Create a core file of GDB? (y or n) n
Comment 8 Luca Pizzamiglio freebsd_committer 2021-07-08 21:25:46 UTC
(In reply to dgilbert from comment #5)
I agree, the gdb message is not very informative.
However, those asserts are there to not temper with the debugged process, not as form of "input validation".

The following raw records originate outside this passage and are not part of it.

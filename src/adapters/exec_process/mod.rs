// Process adapter - Runs yt-dlp/ffmpeg through tokio::process

use async_trait::async_trait;
use std::ffi::OsStr;
use std::io;
use std::path::Path;
use std::process::Stdio;
use tokio::io::{AsyncBufReadExt, AsyncRead, BufReader};
use tokio::sync::mpsc::UnboundedSender;
use tracing::debug;

use crate::ports::{ExitReport, Invocation, ProcessRunner, ToolLine};

/// Keeps console windows from flashing up for every child on Windows
#[cfg(target_os = "windows")]
const CREATE_NO_WINDOW: u32 = 0x0800_0000;

/// Command builder shared by every adapter that spawns a program
pub fn command<S: AsRef<OsStr>>(program: S) -> tokio::process::Command {
    let mut cmd = tokio::process::Command::new(program);
    #[cfg(target_os = "windows")]
    cmd.creation_flags(CREATE_NO_WINDOW);
    cmd.env("PYTHONIOENCODING", "utf-8");
    cmd
}

/// Production process runner
#[derive(Debug, Default, Clone)]
pub struct TokioProcessRunner;

impl TokioProcessRunner {
    pub fn new() -> Self {
        Self
    }
}

/// Forward one pipe line by line; undecodable bytes are replaced
async fn forward_lines<R>(
    reader: Option<R>,
    lines: UnboundedSender<ToolLine>,
    wrap: fn(String) -> ToolLine,
) where
    R: AsyncRead + Unpin,
{
    let Some(reader) = reader else {
        return;
    };
    let mut reader = BufReader::new(reader);
    let mut buf = Vec::new();
    loop {
        buf.clear();
        match reader.read_until(b'\n', &mut buf).await {
            Ok(0) => break,
            Ok(_) => {
                let line = String::from_utf8_lossy(&buf)
                    .trim_end_matches(|c| c == '\r' || c == '\n')
                    .to_string();
                // Keep draining even if nobody listens so the child never blocks
                let _ = lines.send(wrap(line));
            }
            Err(e) => {
                debug!("Pipe read failed: {}", e);
                break;
            }
        }
    }
}

#[async_trait]
impl ProcessRunner for TokioProcessRunner {
    async fn run(
        &self,
        invocation: &Invocation,
        lines: UnboundedSender<ToolLine>,
    ) -> io::Result<ExitReport> {
        let mut child = command(&invocation.program)
            .args(&invocation.args)
            .stdin(Stdio::null())
            .stdout(Stdio::piped())
            .stderr(Stdio::piped())
            .kill_on_drop(true)
            .spawn()?;

        debug!(
            "Spawned {} (pid {:?})",
            invocation.program.display(),
            child.id()
        );

        let stdout = forward_lines(child.stdout.take(), lines.clone(), ToolLine::Stdout);
        let stderr = forward_lines(child.stderr.take(), lines, ToolLine::Stderr);
        let (status, _, _) = tokio::join!(child.wait(), stdout, stderr);
        let status = status?;

        Ok(ExitReport {
            success: status.success(),
            code: status.code(),
        })
    }

    async fn responds_to(&self, program: &Path, flag: &str) -> bool {
        let status = command(program)
            .arg(flag)
            .stdin(Stdio::null())
            .stdout(Stdio::null())
            .stderr(Stdio::null())
            .status()
            .await;

        match status {
            Ok(status) => status.success(),
            Err(e) => {
                debug!("{} {} failed to start: {}", program.display(), flag, e);
                false
            }
        }
    }
}
// Probe interactor - Reports the detected GPU and the resulting plan

use serde::Serialize;
use std::sync::Arc;

use crate::app::session::{ActionKind, SessionContext};
use crate::domain::errors::DomainError;
use crate::domain::model::{GpuInfo, HardwarePlan, HostOs};

/// What the session knows about hardware acceleration
#[derive(Debug, Clone, PartialEq, Serialize)]
pub struct ProbeReport {
    pub os: HostOs,
    pub gpu: Option<GpuInfo>,
    pub plan: HardwarePlan,
}

/// Interactor for the GPU probe use case
pub struct ProbeInteractor {
    session: Arc<SessionContext>,
}

impl ProbeInteractor {
    pub fn new(session: Arc<SessionContext>) -> Self {
        Self { session }
    }

    pub async fn probe(&self) -> Result<ProbeReport, DomainError> {
        let _permit = self.session.flights().try_acquire(ActionKind::GpuProbe)?;

        let plan = self.session.hardware_plan().await.clone();
        let gpu = self.session.gpu().await.cloned();
        Ok(ProbeReport {
            os: self.session.os(),
            gpu,
            plan,
        })
    }
}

gdb doesn't provide the feature of verify if the debug symbol file and the binary are in sync, this information is just not available and it could be very hard to implement, IMO.

In general, I would close this PR, because:
1. it's not a FreeBSD specific bug
2. it's a potential gdb feature, that should be reported upstream
Comment 9 dgilbert 2021-07-08 21:45:01 UTC
Regardless of the type of bug, the GDB behavior is to lock hard as it takes a gynormous dump.  In the creating a dump file sens of the term.  I realize that gdb doesn't need to be certain types of "user friendly" ... but this is actively "user hostile" ... and there are certainly people who _should_ be encouraged to use GDB that do not yet know that we've hidden the kernel debug symbols.